Even in our present era of anxiety over cost-of-living, insecure labour markets, world political crises, climate change, major wars and the threat of pandemics many citizens regard luxury goods as essentials.
It seems Alex Alamsyah (quote above) could well be onto something. In Melbourne and other Australian cities Hermes, Dior, Chanel, Gucci, Cartier, Louis Vuitton, Burberry, Cartier, and Tiffany & Co. have no shortage of retail customers.
Early in the morning when the tram ambles up the hill in Melbourne’s CBD and approaches Collins Street’s Paris end, you can glimpse eager customers lining up before opening time.
The front doors of such glitzy establishments frequently have black-suited, sunglass-wearing security men with earpieces prowling the street. Are they there to keep everyone in order? Or does the presence of American style security enhance the punter’s extravagant shopping experience?
It seems unlikely a riot is about to break out – given the clientele are passive as they await their turn to bend the plastic and get themselves some luxurious goods.
Apparently, the size of the extravagant stores is significant. Luxury corporations are securing flagship stores of 500 to 1000 square metres of space. Especially popular are magnificently restored heritage buildings whispering power and historical significance. The fit outs alone can start at AU$20,000 a square metre.
A Sydney jewellery store has recently been kitted out with shell chandeliers crafted by artisans with an excess of gold leaf. The store’s flooring affirms the brand’s connection to the ocean and the company’s claim to sustainability. Lush rugs underfoot have been created from pure wool and recycled ocean plastics. Signalling virtue is now essential to many luxe brands.

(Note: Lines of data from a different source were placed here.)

//! Backend route table

pub const LOGIN: &str = "Users/login";
pub const DEVICE_TOKEN: &str = "Users/device-token";
pub const PERCENTAGE: &str = "Percentage";
pub const BILL: &str = "Bill";
pub const REFUND: &str = "Wallets/refund";
pub const TOP_UP: &str = "Wallets/vnpay-payment";
pub const CONTRACT: &str = "Contract";
pub const MATERIAL_ORDER: &str = "Order";

pub fn service_order(id: &str) -> String {
    format!("ServiceOrder/{id}")
}

pub fn service_orders_for_user(user_id: &str) -> String {
    format!("ServiceOrder/user/{user_id}")
}

pub fn service_order_status(id: &str) -> String {
    format!("ServiceOrder/status/{id}")
}

pub fn service_order_schedule(id: &str) -> String {
    format!("ServiceOrder/{id}/construction")
}

pub fn sketches(order_id: &str) -> String {
    format!("RecordSketch/serviceorder/{order_id}")
}

pub fn sketch(id: &str) -> String {
    format!("RecordSketch/{id}")
}

pub fn designs(order_id: &str) -> String {
    format!("RecordDesign/serviceorder/{order_id}")
}

pub fn design(id: &str) -> String {
    format!("RecordDesign/{id}")
}

pub fn product(id: &str) -> String {
    format!("Product/{id}")
}

pub fn contract_for_order(order_id: &str) -> String {
    format!("Contract/serviceorder/{order_id}")
}

pub fn contract(id: &str) -> String {
    format!("Contract/{id}")
}

pub fn work_task(id: &str) -> String {
    format!("WorkTask/{id}")
}

pub fn wallet_for_user(user_id: &str) -> String {
    format!("Wallets/user/{user_id}")
}

pub fn transactions_for_user(user_id: &str) -> String {
    format!("Transaction/user/{user_id}")
}

pub fn material_order(id: &str) -> String {
    format!("Order/{id}")
}

pub fn material_orders_for_user(user_id: &str) -> String {
    format!("Order/user/{user_id}")
}

pub fn material_order_status(id: &str) -> String {
    format!("Order/status/{id}")
}

pub fn notifications_for_user(user_id: &str) -> String {
    format!("Notification/user/{user_id}")
}

pub fn notification_read(id: &str) -> String {
    format!("Notification/{id}/read")
}
//! Material order shipping lifecycle

use serde::{Deserialize, Serialize};
use std::fmt;

use super::catalog::{UNKNOWN_COLOR, UNKNOWN_LABEL};

/// Material (shop) order status.
#[derive(Debug, Clone, Copy, PartialEq, Eq, Hash, Default, Serialize, Deserialize)]
#[serde(from = "String", into = "String")]
pub enum MaterialOrderStatus {
    #[default]
    Pending,
    Processing,
    PickedPackageAndDelivery,
    DeliveryFail,
    ReDelivery,
    DeliveredSuccessfully,
    CompleteOrder,
    Cancelled,
    Refund,
    DoneRefund,
    Unknown,
}

impl MaterialOrderStatus {
    pub const ALL: [Self; 10] = [
        Self::Pending,
        Self::Processing,
        Self::PickedPackageAndDelivery,
        Self::DeliveryFail,
        Self::ReDelivery,
        Self::DeliveredSuccessfully,
        Self::CompleteOrder,
        Self::Cancelled,
        Self::Refund,
        Self::DoneRefund,
    ];

    pub fn parse(code: &str) -> Self {
        let code = code.trim();
        Self::ALL
            .into_iter()
            .find(|s| s.as_str().eq_ignore_ascii_case(code))
            .unwrap_or(Self::Unknown)
    }

    pub const fn as_str(&self) -> &'static str {
        match self {
            Self::Pending => "Pending",
            Self::Processing => "Processing",
            Self::PickedPackageAndDelivery => "PickedPackageAndDelivery",
            Self::DeliveryFail => "DeliveryFail",
            Self::ReDelivery => "ReDelivery",
            Self::DeliveredSuccessfully => "DeliveredSuccessfully",
            Self::CompleteOrder => "CompleteOrder",
            Self::Cancelled => "Cancelled",
            Self::Refund => "Refund",
            Self::DoneRefund => "DoneRefund",
            Self::Unknown => "Unknown",
        }
    }

    pub const fn label(&self) -> &'static str {
        match self {
            Self::Pending => "Chờ xác nhận",
            Self::Processing => "Đang xử lý",
            Self::PickedPackageAndDelivery => "Đang giao hàng",
            Self::DeliveryFail => "Giao hàng thất bại",
            Self::ReDelivery => "Giao hàng lại",
            Self::DeliveredSuccessfully => "Đã giao hàng",
            Self::CompleteOrder => "Hoàn thành",
            Self::Cancelled => "Đã hủy",
            Self::Refund => "Đang hoàn tiền",
            Self::DoneRefund => "Đã hoàn tiền",
            Self::Unknown => UNKNOWN_LABEL,
        }
    }

    pub const fn color(&self) -> &'static str {
        match self {
            Self::Pending => "#FFA500",
            Self::Processing => "#FF8C00",
            Self::PickedPackageAndDelivery => "#00CED1",
            Self::DeliveryFail => "#DC143C",
            Self::ReDelivery => "#FF7F50",
            Self::DeliveredSuccessfully => "#32CD32",
            Self::CompleteOrder => "#008000",
            Self::Cancelled => "#FF0000",
            Self::Refund => "#FF69B4",
            Self::DoneRefund => "#C71585",
            Self::Unknown => UNKNOWN_COLOR,
        }
    }

    pub const fn valid_transitions(&self) -> &'static [Self] {
        match self {
            Self::Pending => &[Self::Processing, Self::Cancelled],
            Self::Processing => &[Self::PickedPackageAndDelivery, Self::Cancelled, Self::Refund],
            Self::PickedPackageAndDelivery => &[Self::DeliveredSuccessfully, Self::DeliveryFail],
            Self::DeliveryFail => &[Self::ReDelivery, Self::Refund],
            Self::ReDelivery => &[Self::DeliveredSuccessfully, Self::DeliveryFail],
            Self::DeliveredSuccessfully => &[Self::CompleteOrder, Self::Refund],
            Self::Refund => &[Self::DoneRefund],
            Self::CompleteOrder | Self::Cancelled | Self::DoneRefund | Self::Unknown => &[],
        }
    }

    pub fn can_transition_to(&self, target: Self) -> bool {
        self.valid_transitions().contains(&target)
    }

    pub fn is_terminal(&self) -> bool {
        self.valid_transitions().is_empty()
    }

    /// The customer may still cancel before the parcel leaves the warehouse.
    pub fn is_cancellable(&self) -> bool {
        self.can_transition_to(Self::Cancelled)
    }
}

impl From<&str> for MaterialOrderStatus {
    fn from(code: &str) -> Self {
        Self::parse(code)
    }
}

impl From<String> for MaterialOrderStatus {
    fn from(code: String) -> Self {
        let status = Self::parse(&code);
        if status == Self::Unknown {
            tracing::warn!(code = %code, "Unrecognised material order status");
        }
        status
    }
}

impl From<MaterialOrderStatus> for String {
    fn from(status: MaterialOrderStatus) -> Self {
        status.as_str().to_string()
    }
}

impl fmt::Display for MaterialOrderStatus {
    fn fmt(&self, f: &mut fmt::Formatter<'_>) -> fmt::Result {
        f.write_str(self.as_str())
    }
}
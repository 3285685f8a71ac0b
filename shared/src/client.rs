//! Client-related types shared with the backend
//!
//! Auth request/response DTOs.

use serde::{Deserialize, Serialize};

/// Login request
#[derive(Debug, Clone, Serialize, Deserialize)]
pub struct LoginRequest {
    pub email: String,
    pub password: String,
}

/// Login response data
#[derive(Debug, Clone, Serialize, Deserialize)]
pub struct LoginResponse {
    pub token: String,
    pub user: UserInfo,
}

/// User information
#[derive(Debug, Clone, PartialEq, Serialize, Deserialize)]
#[serde(rename_all = "camelCase")]
pub struct UserInfo {
    pub id: String,
    pub email: String,
    #[serde(default)]
    pub name: String,
    pub phone: Option<String>,
    pub address: Option<String>,
    pub role_name: Option<String>,
    pub avatar_url: Option<String>,
}
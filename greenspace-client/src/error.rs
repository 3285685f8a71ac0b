//! Client error types

use shared::status::{MaterialAction, MaterialOrderStatus, OrderAction, ServiceOrderStatus};
use thiserror::Error;

/// Action whose dispatch failed part-way.
#[derive(Debug, Clone, Copy, PartialEq, Eq)]
pub enum DispatchAction {
    Service(OrderAction),
    Material(MaterialAction),
}

impl From<OrderAction> for DispatchAction {
    fn from(action: OrderAction) -> Self {
        Self::Service(action)
    }
}

impl From<MaterialAction> for DispatchAction {
    fn from(action: MaterialAction) -> Self {
        Self::Material(action)
    }
}

/// One REST call inside a multi-step action.
#[derive(Debug, Clone, Copy, PartialEq, Eq)]
pub enum DispatchStep {
    SelectRecord,
    UploadSignature,
    SignContract,
    FetchPercentage,
    CheckBalance,
    CreateBill,
    CreateRefund,
    CreateOrder,
    UpdateSchedule,
    UpdateOrderStatus,
    UpdateWorkTask,
}

impl DispatchStep {
    /// Whether the step changes state on the backend.
    pub const fn is_mutation(&self) -> bool {
        !matches!(
            self,
            Self::UploadSignature | Self::FetchPercentage | Self::CheckBalance
        )
    }
}

/// Client error type
#[derive(Debug, Error)]
pub enum ClientError {
    /// HTTP request failed
    #[error("HTTP error: {0}")]
    Http(#[from] reqwest::Error),

    /// Invalid response format
    #[error("Invalid response: {0}")]
    InvalidResponse(String),

    /// Authentication required
    #[error("Authentication required")]
    Unauthorized,

    /// Permission denied
    #[error("Permission denied: {0}")]
    Forbidden(String),

    /// Resource not found
    #[error("Not found: {0}")]
    NotFound(String),

    /// Validation error
    #[error("Validation error: {0}")]
    Validation(String),

    /// Backend rejected the request with a problem body
    #[error("API error {status}: {message}")]
    Api { status: u16, message: String },

    /// Internal error
    #[error("Internal error: {0}")]
    Internal(String),

    /// Serialization error
    #[error("Serialization error: {0}")]
    Serialization(#[from] serde_json::Error),

    /// Configuration error
    #[error("Configuration error: {0}")]
    Config(String),

    /// Local storage error
    #[error("IO error: {0}")]
    Io(#[from] std::io::Error),

    /// The order cannot move to the requested status
    #[error("Cannot move order from {from} to {to}")]
    InvalidTransition {
        from: ServiceOrderStatus,
        to: ServiceOrderStatus,
    },

    /// The material order cannot move to the requested status
    #[error("Cannot move material order from {from} to {to}")]
    InvalidMaterialTransition {
        from: MaterialOrderStatus,
        to: MaterialOrderStatus,
    },

    /// A record was already selected for this order
    #[error("A record is already selected: {0}")]
    AlreadySelected(String),

    /// No further redraft phase is allowed
    #[error("Phase limit reached ({0})")]
    PhaseLimitReached(u8),

    /// Contract already carries a signature
    #[error("Contract already signed: {0}")]
    AlreadySigned(String),

    /// Wallet balance does not cover the payment
    #[error("Insufficient balance: required {required}, available {available}")]
    InsufficientBalance { required: f64, available: f64 },

    /// Image upload failed
    #[error("Upload failed: {0}")]
    Upload(String),

    /// Moderation providers could not be reached
    #[error("Moderation failed: {0}")]
    Moderation(String),

    /// A multi-step action failed after some steps had already been applied
    #[error("{action:?} failed at {failed_step:?} after {completed:?}: {source}")]
    PartialDispatch {
        action: DispatchAction,
        failed_step: DispatchStep,
        completed: Vec<DispatchStep>,
        #[source]
        source: Box<ClientError>,
    },
}

impl ClientError {
    /// Text shown to the customer in the alert dialog.
    pub fn user_message(&self) -> &'static str {
        match self {
            Self::Http(e) if e.is_timeout() => {
                "Máy chủ phản hồi quá lâu. Vui lòng thử lại sau."
            }
            Self::Http(_) => "Không thể kết nối đến máy chủ. Vui lòng kiểm tra kết nối mạng.",
            Self::Unauthorized => "Phiên đăng nhập đã hết hạn. Vui lòng đăng nhập lại.",
            Self::Forbidden(_) => "Bạn không có quyền thực hiện thao tác này.",
            Self::NotFound(_) => "Không tìm thấy dữ liệu.",
            Self::Validation(_) => "Dữ liệu không hợp lệ. Vui lòng kiểm tra lại.",
            Self::InvalidTransition { .. } | Self::InvalidMaterialTransition { .. } => {
                "Trạng thái đơn hàng đã thay đổi. Vui lòng tải lại trang."
            }
            Self::AlreadySelected(_) => "Bạn đã chọn bản vẽ cho đơn hàng này.",
            Self::PhaseLimitReached(_) => "Bạn đã hết số lần yêu cầu vẽ lại.",
            Self::AlreadySigned(_) => "Hợp đồng đã được ký.",
            Self::InsufficientBalance { .. } => {
                "Số dư ví không đủ. Vui lòng nạp thêm tiền vào ví."
            }
            Self::Upload(_) => "Không thể tải ảnh lên. Vui lòng thử lại.",
            Self::PartialDispatch { .. } => {
                "Thao tác chưa hoàn tất. Vui lòng liên hệ bộ phận hỗ trợ để được giúp đỡ."
            }
            Self::Api { .. }
            | Self::InvalidResponse(_)
            | Self::Internal(_)
            | Self::Serialization(_)
            | Self::Config(_)
            | Self::Io(_)
            | Self::Moderation(_) => "Đã xảy ra lỗi. Vui lòng thử lại sau.",
        }
    }

    /// Whether the failure left remote state partially updated.
    pub fn is_partial(&self) -> bool {
        matches!(self, Self::PartialDispatch { .. })
    }
}

/// Result type for client operations
pub type ClientResult<T> = Result<T, ClientError>;

#[cfg(test)]
mod tests {
    use super::*;

    #[test]
    fn test_partial_dispatch_message() {
        let err = ClientError::PartialDispatch {
            action: OrderAction::SignContract.into(),
            failed_step: DispatchStep::CreateBill,
            completed: vec![DispatchStep::UploadSignature, DispatchStep::SignContract],
            source: Box::new(ClientError::Internal("boom".into())),
        };
        assert!(err.is_partial());
        let text = err.to_string();
        assert!(text.contains("SignContract"));
        assert!(text.contains("CreateBill"));
        assert!(text.contains("boom"));
        assert!(err.user_message().contains("hỗ trợ"));
    }

    #[test]
    fn test_invalid_transition_display() {
        let err = ClientError::InvalidTransition {
            from: ServiceOrderStatus::Pending,
            to: ServiceOrderStatus::DoneDesign,
        };
        assert_eq!(err.to_string(), "Cannot move order from Pending to DoneDesign");
        assert!(!err.is_partial());
    }

    #[test]
    fn test_mutating_steps() {
        assert!(DispatchStep::CreateBill.is_mutation());
        assert!(DispatchStep::UpdateOrderStatus.is_mutation());
        assert!(!DispatchStep::CheckBalance.is_mutation());
        assert!(!DispatchStep::UploadSignature.is_mutation());
    }
}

Being ‘seen’ at glitzy stores is crucial to both shoppers and luxe brands. As happy punters publicize their choice purchases on social media the brands desirability expands.
Small wonder the pursuit of fake luxury handbags raises the fury of premium bag makers. For once an expensive object of desire has appeared en masse in quality counterfeit, it challenges the unique status of the real thing.
Counterfeit luxury handbags have become so convincing that it takes a leather craftsman to be to discern the difference. The giveaway as to whether a leather bag is real or fake might come down to the number of stitches in a seam or some other minor detail.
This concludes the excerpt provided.